Genetically engineered nontoxic vaccine adjuvant that combines B cell targeting with immunomodulation by cholera toxin A1 subunit.

Cholera toxin (CT) is an exceptionally potent adjuvant but, unfortunately, also very toxic. Here we present a powerful new approach to separate toxicity from adjuvanticity by constructing a fusion protein that combines the enzymatically active cholera toxin A1 subunit (CTA1) with targeting to B cells. The CTA1 was genetically linked at its C-terminal end to two Ig-binding domains, DD, of staphylococcal protein A and produced in Escherichia coli. The highly purified, monomeric CTA1-DD fusion protein, with a molecular mass of 37 kDa, was found to exhibit strong ADP-ribosyltransferase activity and bound, via the DD moiety, to both Fc and Fab fragments and to all IgG subclasses--IgE, IgA, and IgM. After i.v. injection of the fusion protein, FACS analysis revealed binding of CTA1-DD to splenic IgM+ B cells, but not CD3+ T cells, indicating cell-specific targeting in vivo. Strikingly, we found that the adjuvant ability of CTA1-DD to enhance systemic IgG as well as mucosal IgA responses to the unrelated Ags, OVA, or keyhole limpet hemocyanin, administered i.v or intranasally, was comparable to that of intact CT. In addition, the enhancing effect on specific IgG1, IgG2a, and IgG2b responses mimicked that of CT and suggested involvement of both Th1 and Th2 CD4+ T cell activity.
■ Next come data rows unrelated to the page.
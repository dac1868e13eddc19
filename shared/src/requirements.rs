use serde::Serialize;

/// Paperwork SUCAMEC asks for, grouped by license type.
#[derive(Debug, Clone, Copy, Serialize)]
pub struct LicenseRequirements {
    pub general: &'static [&'static str],
    #[serde(rename = "tipoA")]
    pub tipo_a: &'static [&'static str],
    #[serde(rename = "tipoB")]
    pub tipo_b: &'static [&'static str],
    #[serde(rename = "tipoC")]
    pub tipo_c: &'static [&'static str],
}

pub const LICENSE_REQUIREMENTS: LicenseRequirements = LicenseRequirements {
    general: &[
        "DNI vigente (original y copia)",
        "Certificado de antecedentes policiales (no mayor a 3 meses)",
        "Certificado de antecedentes penales (no mayor a 3 meses)",
        "Certificado de antecedentes judiciales (no mayor a 3 meses)",
        "Certificado psicológico (emitido por profesional autorizado)",
        "Certificado médico (emitido por centro de salud autorizado)",
        "Declaración jurada de domicilio",
        "Recibo de servicios (luz, agua o teléfono)",
        "Fotografías tamaño pasaporte (4 unidades)",
    ],
    tipo_a: &[
        "Licencia SUCAMEC Tipo A (Uso Policial)",
        "Constancia de pertenencia a institución policial",
        "Autorización de la jefatura policial",
    ],
    tipo_b: &[
        "Licencia SUCAMEC Tipo B (Uso Militar)",
        "Constancia de pertenencia a fuerzas armadas",
        "Autorización del comando militar",
        "Certificado de capacitación en armamento",
    ],
    tipo_c: &[
        "Licencia SUCAMEC Tipo C (Seguridad Privada)",
        "Certificado de empresa de seguridad registrada en SUCAMEC",
        "Contrato de trabajo vigente con empresa de seguridad",
        "Certificado de capacitación en seguridad privada",
    ],
};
The CTA1-DD, as well as CT, up-regulated expression of the CD80 and CD86 molecules on the targeted B cells, indicating that enhanced T cell costimulation may be responsible for the adjuvant effect. Contrary to CT, however, CTA1-DD was completely nontoxic. Thus, the CTA1-DD adjuvant should find general applicability in systemic and mucosal vaccines, and the strategy used may also be explored for other regimens requiring targeted immunomodulation.